Eu vinha voltando para casa no sábado à tarde quando a Eliana Caruso me avisou, pelo celular, que o Redi havia morrido. Eu estava na Visconde de Pirajá, indo em direção à Vinícius, atravessando um bloco qualquer, e tudo me pareceu, de repente, extremamente irreal: receber uma chamada no meio da rua, passar por aquele monte de gente fazendo barulho e, sobretudo, saber daquela morte, daquele jeito.

Tenho pensado no Redi desde então. A sua própria figura era meio irreal. Nós nos conhecíamos há mais de vinte anos, nos víamos relativamente pouco (ele morava em Nova York) mas, do pouco que eu via, gostava muito -- embora nunca tenha ficado claro para mim quem, de fato, era Sílvio Redinger, o Redi.

Havia toda uma mitologia a seu respeito entre os amigos. Ele era o personagem desajeitado e perpetuamente desligado em torno do qual circulavam mil histórias -- algumas rigorosamente verdadeiras -- sobre a inaptidão e a perplexidade do ser humano diante do mundo.

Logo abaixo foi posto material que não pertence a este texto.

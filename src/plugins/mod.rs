pub mod action_index;
pub mod base;
pub mod json;
pub mod spec;

pub use base::BaseReporter;
pub use json::JsonReporter;
pub use spec::SpecReporter;

use chrono::{DateTime, Utc};
use serde_json::Value;
use std::collections::BTreeMap;

use crate::report::{HostContext, HostError, Palette};
use crate::state::TestRunInfo;

/// The capability set a reporter plugs into a host.
///
/// Every method has a default; a plugin overrides only what it needs.
/// Overriding a hook replaces the host behavior entirely. The defaults live
/// in [`base`] so an override can still call them explicitly.
pub trait ReporterPlugin: Send {
    /// Turn colors off even when the stream could show them.
    fn no_colors(&self) -> bool {
        false
    }

    /// Styles the host uses for output and for the error decorator.
    fn palette(&self, use_colors: bool) -> Palette {
        Palette::new(use_colors)
    }

    fn report_task_start(
        &mut self,
        host: &mut HostContext,
        start_time: DateTime<Utc>,
        user_agents: Vec<String>,
        test_count: usize,
        test_structure: &Value,
        task_properties: &Value,
    ) -> Result<(), HostError> {
        base::report_task_start(
            host,
            start_time,
            user_agents,
            test_count,
            test_structure,
            task_properties,
        )
    }

    fn report_fixture_start(
        &mut self,
        host: &mut HostContext,
        name: &str,
        path: &str,
        meta: &Value,
    ) -> Result<(), HostError> {
        base::report_fixture_start(host, name, path, meta)
    }

    /// Optional hook. `None` means the plugin does not handle test starts.
    fn report_test_start(
        &mut self,
        _host: &mut HostContext,
        _name: &str,
        _meta: &Value,
    ) -> Option<Result<(), HostError>> {
        None
    }

    fn report_test_done(
        &mut self,
        host: &mut HostContext,
        name: &str,
        info: TestRunInfo,
        meta: &Value,
    ) -> Result<(), HostError> {
        base::report_test_done(host, name, info, meta)
    }

    fn report_task_done(
        &mut self,
        host: &mut HostContext,
        end_time: DateTime<Utc>,
        passed: usize,
        warnings: Vec<String>,
    ) -> Result<(), HostError> {
        base::report_task_done(host, end_time, passed, warnings)
    }
}

type PluginFactory = fn() -> Box<dyn ReporterPlugin>;

/// A reporter known to the registry.
#[derive(Debug, Clone)]
pub struct RegisteredPlugin {
    pub name: String,
    pub description: String,
    factory: PluginFactory,
}

impl RegisteredPlugin {
    pub fn create(&self) -> Box<dyn ReporterPlugin> {
        (self.factory)()
    }
}

/// Registry of reporters selectable by name
pub struct PluginRegistry {
    plugins: BTreeMap<String, RegisteredPlugin>,
}

impl PluginRegistry {
    pub fn new() -> Self {
        let mut registry = Self {
            plugins: BTreeMap::new(),
        };
        registry.register_defaults();
        registry
    }

    fn register_defaults(&mut self) {
        self.register(
            "json",
            "JSON report with condensed errors and action indexes (default)",
            || Box::new(JsonReporter::new()),
        );
        self.register(
            "base",
            "JSON report with fully rendered errors",
            || Box::new(BaseReporter),
        );
        self.register(
            "spec",
            "Human-readable report grouped by fixture",
            || Box::new(SpecReporter::new()),
        );
    }

    /// Register `factory` under `name`, replacing any reporter of that name.
    pub fn register(&mut self, name: &str, description: &str, factory: PluginFactory) {
        if self.plugins.contains_key(name) {
            tracing::warn!("Replacing registered reporter '{}'", name);
        }
        self.plugins.insert(
            name.to_string(),
            RegisteredPlugin {
                name: name.to_string(),
                description: description.to_string(),
                factory,
            },
        );
    }

    pub fn get(&self, name: &str) -> Option<&RegisteredPlugin> {
        self.plugins.get(name)
    }

    pub fn create(&self, name: &str) -> Option<Box<dyn ReporterPlugin>> {
        self.get(name).map(RegisteredPlugin::create)
    }

    /// Registered reporters, sorted by name.
    pub fn list(&self) -> Vec<&RegisteredPlugin> {
        self.plugins.values().collect()
    }
}

impl Default for PluginRegistry {
    fn default() -> Self {
        Self::new()
    }
}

Redi cultivava essa imagem e essas histórias. Era o primeiro a contá-las, aparentemente resignado, se não contente, com sua incapacidade de adaptação ao planeta. Mas é óbvio que devia haver nele, também, um fio terra bastante bem conectado, ou não teria sido capaz de perceber, com tanta graça e clareza, as incongruências da vida e as sutilezas da cuíca, que tocava como ninguém.

Tudo podia acontecer -- e em geral acontecia -- com o personagem Redi; menos morrer.

Isso não estava no script, não combina, não faz sentido.

Afinal, a graça é que ele sempre sobrevivia a si mesmo.